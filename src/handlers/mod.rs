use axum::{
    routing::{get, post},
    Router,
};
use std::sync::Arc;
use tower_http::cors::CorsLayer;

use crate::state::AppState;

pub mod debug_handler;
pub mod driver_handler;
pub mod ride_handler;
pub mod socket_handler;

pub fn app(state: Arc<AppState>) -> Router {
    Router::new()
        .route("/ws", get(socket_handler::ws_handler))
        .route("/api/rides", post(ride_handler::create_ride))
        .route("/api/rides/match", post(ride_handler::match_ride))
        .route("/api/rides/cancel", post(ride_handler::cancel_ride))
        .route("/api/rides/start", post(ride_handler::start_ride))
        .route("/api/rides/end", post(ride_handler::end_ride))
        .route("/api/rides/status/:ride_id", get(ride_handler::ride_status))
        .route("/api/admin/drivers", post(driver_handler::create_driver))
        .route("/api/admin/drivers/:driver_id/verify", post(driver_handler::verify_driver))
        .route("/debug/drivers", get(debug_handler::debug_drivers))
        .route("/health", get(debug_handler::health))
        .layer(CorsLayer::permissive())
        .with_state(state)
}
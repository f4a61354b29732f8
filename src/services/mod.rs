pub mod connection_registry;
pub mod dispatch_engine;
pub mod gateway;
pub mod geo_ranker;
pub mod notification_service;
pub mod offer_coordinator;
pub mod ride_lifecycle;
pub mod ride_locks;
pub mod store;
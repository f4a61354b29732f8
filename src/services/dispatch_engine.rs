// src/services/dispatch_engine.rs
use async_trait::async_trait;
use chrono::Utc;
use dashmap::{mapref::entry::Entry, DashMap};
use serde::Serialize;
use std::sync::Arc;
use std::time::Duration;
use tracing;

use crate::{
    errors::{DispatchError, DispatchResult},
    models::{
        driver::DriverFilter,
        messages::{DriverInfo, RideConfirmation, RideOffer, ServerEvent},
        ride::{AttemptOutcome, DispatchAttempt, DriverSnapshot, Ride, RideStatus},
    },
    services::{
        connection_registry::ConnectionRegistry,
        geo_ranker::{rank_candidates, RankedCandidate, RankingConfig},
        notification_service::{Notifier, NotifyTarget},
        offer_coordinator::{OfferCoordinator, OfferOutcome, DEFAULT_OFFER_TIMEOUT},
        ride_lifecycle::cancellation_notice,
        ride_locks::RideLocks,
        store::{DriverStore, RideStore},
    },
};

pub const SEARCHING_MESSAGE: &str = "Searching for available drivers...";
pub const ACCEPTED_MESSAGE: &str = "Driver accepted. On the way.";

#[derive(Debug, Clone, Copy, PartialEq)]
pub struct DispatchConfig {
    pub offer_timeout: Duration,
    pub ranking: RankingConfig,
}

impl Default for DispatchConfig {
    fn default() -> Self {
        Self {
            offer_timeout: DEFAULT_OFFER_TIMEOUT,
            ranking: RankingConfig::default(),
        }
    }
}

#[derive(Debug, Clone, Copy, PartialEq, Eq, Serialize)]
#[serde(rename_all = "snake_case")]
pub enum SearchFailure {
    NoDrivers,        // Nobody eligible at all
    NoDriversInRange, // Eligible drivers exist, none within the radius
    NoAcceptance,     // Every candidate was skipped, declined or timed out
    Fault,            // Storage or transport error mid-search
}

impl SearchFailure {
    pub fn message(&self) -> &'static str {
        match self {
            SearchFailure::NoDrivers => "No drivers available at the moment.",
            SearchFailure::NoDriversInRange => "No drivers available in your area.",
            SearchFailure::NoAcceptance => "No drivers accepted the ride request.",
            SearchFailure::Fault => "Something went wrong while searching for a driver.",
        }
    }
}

- **WHAT NEEDS TO BE DONE**: Set down all of the entries exactly, please.

- **ANSWER SPACE**:
filename src/handlers/mod.rs
use axum::{
    routing::{get, post},
    Router,
};
use std::sync::Arc;
use tower_http::cors::CorsLayer;

use crate::state::AppState;

pub mod debug_handler;
pub mod driver_handler;
pub mod ride_handler;
pub mod socket_handler;

pub fn app(state: Arc<AppState>) -> Router {
    Router::new()
        .route("/ws", get(socket_handler::ws_handler))
        .route("/api/rides", post(ride_handler::create_ride))
        .route("/api/rides/match", post(ride_handler::match_ride))
        .route("/api/rides/cancel", post(ride_handler::cancel_ride))
        .route("/api/rides/start", post(ride_handler::start_ride))
        .route("/api/rides/end", post(ride_handler::end_ride))
        .route("/api/rides/status/:ride_id", get(ride_handler::ride_status))
        .route("/api/admin/drivers", post(driver_handler::create_driver))
        .route("/api/admin/drivers/:driver_id/verify", post(driver_handler::verify_driver))
        .route("/debug/drivers", get(debug_handler::debug_drivers))
        .route("/health", get(debug_handler::health))
        .layer(CorsLayer::permissive())
        .with_state(state)
}
repository f4a61354b29732f8
filename src/services/mod.rs
pub mod connection_registry;
pub mod dispatch_engine;
pub mod gateway;
pub mod geo_ranker;
pub mod notification_service;
pub mod offer_coordinator;
pub mod ride_lifecycle;
pub mod ride_locks;
pub mod store;
repository f4a61354b29732f8
filename src/services/dispatch_engine.rs
// src/services/dispatch_engine.rs
use async_trait::async_trait;
use chrono::Utc;
use dashmap::{mapref::entry::Entry, DashMap};
use serde::Serialize;
use std::sync::Arc;
use std::time::Duration;
use tracing;

use crate::{
    errors::{DispatchError, DispatchResult},
    models::{
        driver::DriverFilter,
        messages::{DriverInfo, RideConfirmation, RideOffer, ServerEvent},
        ride::{AttemptOutcome, DispatchAttempt, DriverSnapshot, Ride, RideStatus},
    },
    services::{
        connection_registry::ConnectionRegistry,
        geo_ranker::{rank_candidates, RankedCandidate, RankingConfig},
        notification_service::{Notifier, NotifyTarget},
        offer_coordinator::{OfferCoordinator, OfferOutcome, DEFAULT_OFFER_TIMEOUT},
        ride_lifecycle::cancellation_notice,
        ride_locks::RideLocks,
        store::{DriverStore, RideStore},
    },
};

pub const SEARCHING_MESSAGE: &str = "Searching for available drivers...";
pub const ACCEPTED_MESSAGE: &str = "Driver accepted. On the way.";

#[derive(Debug, Clone, Copy, PartialEq)]
pub struct DispatchConfig {
    pub offer_timeout: Duration,
    pub ranking: RankingConfig,
}

impl Default for DispatchConfig {
    fn default() -> Self {
        Self {
            offer_timeout: DEFAULT_OFFER_TIMEOUT,
            ranking: RankingConfig::default(),
        }
    }
}

#[derive(Debug, Clone, Copy, PartialEq, Eq, Serialize)]
#[serde(rename_all = "snake_case")]
pub enum SearchFailure {
    NoDrivers,        // Nobody eligible at all
    NoDriversInRange, // Eligible drivers exist, none within the radius
    NoAcceptance,     // Every candidate was skipped, declined or timed out
    Fault,            // Storage or transport error mid-search
}

impl SearchFailure {
    pub fn message(&self) -> &'static str {
        match self {
            SearchFailure::NoDrivers => "No drivers available at the moment.",
            SearchFailure::NoDriversInRange => "No drivers available in your area.",
            SearchFailure::NoAcceptance => "No drivers accepted the ride request.",
            SearchFailure::Fault => "Something went wrong while searching for a driver.",
        }
    }
}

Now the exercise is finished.